If I can stray even farther: A not-very-good (IMO) book is, "How Doctors Think", by oncologist Jerome Groopman. It explains how, when doctors make a diagnosis, they can apply a statistics-based algorithm, or they can apply their experience-based gut feel. In a much-better (IMO) book, "Thinking Fast and Slow", Daniel Kahneman persuasively demonstrates that boring statistics rather than gut feel almost always results in superior decisions. So maybe I'm seeking to explain why I don't put much stock in glib statements, even if they are experts' utterances.

Notewell profile image
Notewell in reply to Gearhead

You thinking something is misleading is your opinion of course.

I didn't opine anything - I passed on what had been said to me by some people who may know about these things.

Rigid protocol double blind trials are effective as long as a hypotheses is effectively tested by the design of the trial. The problem with many trials is that they are funded by drug companies who are not trying to falsify a hypothesis - they are trying to get their products approved for sale. I don't criticise them for this - they are obliged to do this by the regulators and the regulators have tried to put in place processes which avoid some of the disasters of the past; thalidomide would be an example.

At the same time the output metrics of many such trials are not completely unambiguous. The standard use (or misuse) of statistical measures may be unavoidable but does not always represent clear and good science.

The other point is that the comparator used for double blind trials is not always completely or at all neutral, which it will be if a placebo is compared with a drug candidate.
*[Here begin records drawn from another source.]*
//! Noyau — moteur d’expressions en arbre
//!
//! Organisation interne :
//! - termes.rs        : décomposition texte -> termes (blocs imbriqués, positions)
//! - noeud.rs         : genres de noeuds + priorités
//! - arbre.rs         : arène, liens parent/enfants, chirurgie (remove, swap), parcours
//! - variable.rs      : cellules partagées (mutable, calculée, constante)
//! - symboles.rs      : tables (variables, constantes, fonctions, fonctionnelles) + résolveurs
//! - numerique.rs     : primitives numériques + quadrature G7K15
//! - fonctionnelles.rs: Sum, Product, Integral
//! - parseur.rs       : termes -> arbre par insertion selon la priorité
//! - interprete.rs    : évaluation directe
//! - compile.rs       : fermetures composées (compiler une fois, appeler souvent)
//! - format.rs        : réimpression re-parsable + vidage indenté
//! - simplifie.rs     : pliage des constantes
//! - expression.rs    : façade
//! - eval.rs          : pipeline complet (démarche pour l’interface)

pub mod arbre;
pub mod compile;
pub mod config;
pub mod erreur;
pub mod eval;
pub mod expression;
pub mod fonctionnelles;
pub mod format;
pub mod interprete;
pub mod noeud;
pub mod numerique;
pub mod parseur;
pub mod simplifie;
pub mod symboles;
pub mod termes;
pub mod variable;

#[cfg(test)]
mod tests_scientifiques;

#[cfg(test)]
mod tests_fuzz_safe;

#[cfg(test)]
mod tests_proprietes;

// API publique
pub use arbre::{NodeId, Order, Side, Tree};
pub use compile::Compiled;
pub use config::Config;
pub use erreur::{Error, Result};
pub use eval::{eval_expression, Rapport};
pub use expression::Expression;
pub use noeud::{Logic, NodeKind, Operator};
pub use parseur::Parser;
pub use symboles::{Function, Functional, Resolver, SymbolTables};
pub use variable::Variable;
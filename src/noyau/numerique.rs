// src/noyau/numerique.rs
//
// Bibliothèque numérique primitive : feuilles opaques appelées par les noeuds Fonction
// et par la fonctionnelle Integral. Aucune participation au parsing.
//
// - factorielle / binomial : calcul exact (BigInt) puis conversion f64 ;
// - quadrature : Gauss-Kronrod G7K15 adaptative (bissection).

use num_bigint::BigInt;
use num_traits::{One, ToPrimitive};

use super::symboles::{Function, Functions};

/// Au-delà, n! dépasse f64 de toute façon.
const FACTORIELLE_MAX: u64 = 170;
/// Au-delà (pour k ≤ n/2), C(n, k) dépasse f64.
const BINOMIAL_K_MAX: u64 = 1024;

/// Enregistre les primitives dans une table de fonctions.
pub fn register(t: &mut Functions) {
    let unaires: [(&str, fn(f64) -> f64); 24] = [
        ("sin", f64::sin),
        ("cos", f64::cos),
        ("tan", f64::tan),
        ("asin", f64::asin),
        ("acos", f64::acos),
        ("atan", f64::atan),
        ("sinh", f64::sinh),
        ("cosh", f64::cosh),
        ("tanh", f64::tanh),
        ("sqrt", f64::sqrt),
        ("cbrt", f64::cbrt),
        ("exp", f64::exp),
        ("ln", f64::ln),
        ("log", f64::ln),
        ("log10", f64::log10),
        ("log2", f64::log2),
        ("abs", f64::abs),
        ("sign", signe),
        ("floor", f64::floor),
        ("ceil", f64::ceil),
        ("round", f64::round),
        ("trunc", f64::trunc),
        ("frac", f64::fract),
        ("fact", factorielle),
    ];
    for (name, f) in unaires {
        t.insert(Function::unary(name, f));
    }

    let binaires: [(&str, fn(f64, f64) -> f64); 11] = [
        ("atan2", f64::atan2),
        ("log", |x, b| x.ln() / b.ln()),
        ("pow", f64::powf),
        ("min", f64::min),
        ("max", f64::max),
        ("mod", modulo),
        ("hypot", f64::hypot),
        ("binom", binomial),
        ("gcd", pgcd),
        ("lcm", ppcm),
        ("root", racine_n),
    ];
    for (name, f) in binaires {
        t.insert(Function::binary(name, f));
    }
}

/* ------------------------ Primitives ------------------------ */

/// -1, 0, 1 (0 pour ±0, NaN propagé).
pub fn signe(x: f64) -> f64 {
    if x.is_nan() {
        f64::NAN
    } else if x > 0.0 {
        1.0
    } else if x < 0.0 {
        -1.0
    } else {
        0.0
    }
}

/// Reste euclidien (toujours du signe du diviseur).
pub fn modulo(a: f64, m: f64) -> f64 {
    let r = a % m;
    if r != 0.0 && (r < 0.0) != (m < 0.0) {
        r + m
    } else {
        r
    }
}

/// Racine n-ième réelle (impaire : définie pour x < 0).
pub fn racine_n(x: f64, n: f64) -> f64 {
    if x < 0.0 && n.fract() == 0.0 && (n as i64) % 2 != 0 {
        -(-x).powf(1.0 / n)
    } else {
        x.powf(1.0 / n)
    }
}

/// Entier naturel exact, sinon None.
fn naturel(x: f64) -> Option<u64> {
    if x.is_finite() && x >= 0.0 && x.fract() == 0.0 && x <= u64::MAX as f64 {
        Some(x as u64)
    } else {
        None
    }
}

fn factorielle_exacte(n: u64) -> BigInt {
    let mut acc = BigInt::one();
    for k in 2..=n {
        acc *= k;
    }
    acc
}

/// n! (NaN hors des naturels ; +inf au-delà de 170).
pub fn factorielle(x: f64) -> f64 {
    match naturel(x) {
        Some(n) if n > FACTORIELLE_MAX => f64::INFINITY,
        Some(n) => factorielle_exacte(n).to_f64().unwrap_or(f64::INFINITY),
        None => f64::NAN,
    }
}

/// C(n, k) exact (0 si k > n ; NaN hors des naturels).
pub fn binomial(n: f64, k: f64) -> f64 {
    let (Some(n), Some(k)) = (naturel(n), naturel(k)) else {
        return f64::NAN;
    };
    if k > n {
        return 0.0;
    }
    // C(n, k) ≥ 2^k dès que k ≤ n/2 : au-delà de 1024, le résultat déborde
    let k = k.min(n - k);
    if k > BINOMIAL_K_MAX {
        return f64::INFINITY;
    }
    let mut num = BigInt::one();
    let mut den = BigInt::one();
    for i in 0..k {
        num *= n - i;
        den *= i + 1;
    }
    (num / den).to_f64().unwrap_or(f64::INFINITY)
}

/// PGCD sur des entiers (NaN sinon).
pub fn pgcd(a: f64, b: f64) -> f64 {
    let (Some(mut a), Some(mut b)) = (naturel(a.abs()), naturel(b.abs())) else {
        return f64::NAN;
    };
    while b != 0 {
        let r = a % b;
        a = b;
        b = r;
    }
    a as f64
}

pub fn ppcm(a: f64, b: f64) -> f64 {
    let g = pgcd(a, b);
    if g.is_nan() {
        return f64::NAN;
    }
    if g == 0.0 {
        return 0.0;
    }
    (a / g * b).abs()
}

/* ------------------------ Quadrature G7K15 ------------------------ */

/// Noeuds Kronrod positifs (0 compris), ordre croissant.
const KRONROD_NOEUDS: [f64; 8] = [
    0.0,
    0.207_784_955_007_898_467_600_689_403_773_245,
    0.405_845_151_377_397_166_906_606_412_076_961,
    0.586_087_235_467_691_130_294_144_838_258_730,
    0.741_531_185_599_394_439_863_864_773_280_788,
    0.864_864_423_359_769_072_789_712_788_640_926,
    0.949_107_912_342_758_524_526_189_684_047_851,
    0.991_455_371_120_812_639_206_854_697_526_329,
];

const KRONROD_POIDS: [f64; 8] = [
    0.209_482_141_084_727_828_012_999_174_891_714,
    0.204_432_940_075_298_892_414_161_999_234_649,
    0.190_350_578_064_785_409_913_256_402_421_014,
    0.169_004_726_639_267_902_826_583_426_598_550,
    0.140_653_259_715_525_918_745_189_590_510_238,
    0.104_790_010_322_250_183_839_876_322_541_518,
    0.063_092_092_629_978_553_290_700_663_189_204,
    0.022_935_322_010_529_224_963_732_008_058_970,
];

/// Poids Gauss (noeuds Kronrod d’indice pair : 0, 2, 4, 6).
const GAUSS_POIDS: [f64; 4] = [
    0.417_959_183_673_469_387_755_102_040_816_327,
    0.381_830_050_505_118_944_950_369_775_488_975,
    0.279_705_391_489_276_667_901_467_771_423_780,
    0.129_484_966_168_869_693_270_611_432_679_082,
];

/// (Kronrod, |Kronrod - Gauss|) sur [a, b].
fn g7k15(f: &mut dyn FnMut(f64) -> f64, a: f64, b: f64) -> (f64, f64) {
    let centre = 0.5 * (a + b);
    let demi = 0.5 * (b - a);

    let f0 = f(centre);
    let mut kronrod = KRONROD_POIDS[0] * f0;
    let mut gauss = GAUSS_POIDS[0] * f0;

    for i in 1..KRONROD_NOEUDS.len() {
        let dx = demi * KRONROD_NOEUDS[i];
        let paire = f(centre - dx) + f(centre + dx);
        kronrod += KRONROD_POIDS[i] * paire;
        if i % 2 == 0 {
            gauss += GAUSS_POIDS[i / 2] * paire;
        }
    }

    (kronrod * demi, ((kronrod - gauss) * demi).abs())
}

/// ∫_a^b f, bissection adaptative jusqu’à `tolerance` (absolue) ou `profondeur`.
/// Bornes inversées : signe opposé. Bornes non finies : NaN.
pub fn quadrature(f: &mut dyn FnMut(f64) -> f64, a: f64, b: f64, tolerance: f64, profondeur: usize) -> f64 {
    if !a.is_finite() || !b.is_finite() {
        return f64::NAN;
    }
    if a == b {
        return 0.0;
    }
    if a > b {
        return -quadrature(f, b, a, tolerance, profondeur);
    }
    let (valeur, erreur) = g7k15(f, a, b);
    raffine(f, a, b, valeur, erreur, tolerance, profondeur)
}

fn raffine(
    f: &mut dyn FnMut(f64) -> f64,
    a: f64,
    b: f64,
    valeur: f64,
    erreur: f64,
    tolerance: f64,
    profondeur: usize,
) -> f64 {
    if erreur <= tolerance || profondeur == 0 || !erreur.is_finite() {
        return valeur;
    }
    let m = 0.5 * (a + b);
    let (vg, eg) = g7k15(f, a, m);
    let (vd, ed) = g7k15(f, m, b);
    let t = tolerance * 0.5;
    raffine(f, a, m, vg, eg, t, profondeur - 1) + raffine(f, m, b, vd, ed, t, profondeur - 1)
}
Take blood letting as an example. When it was compared with not blood letting, the presumed (dogma based) benefits of blood letting were shown to be bogus. Now imagine a double blind trial of "standard of care", i.e. blood letting compared with "standard of care" plus some other therapy. The deleterious effects of the blood letting could mask the beneficial effects of the other therapy to such as extent that the trial conclusion is to continue with blood letting - because it is the standard of care. So dogma is "proved" by bad science.

Tall_Allen profile image
Tall_Allen

Thinking Fast and Slow is one of my favorite books too. If I am hypersensitive to confirmation bias (my own and others') it is because of that book. My advice to newly diagnosed patients is always - slow it down.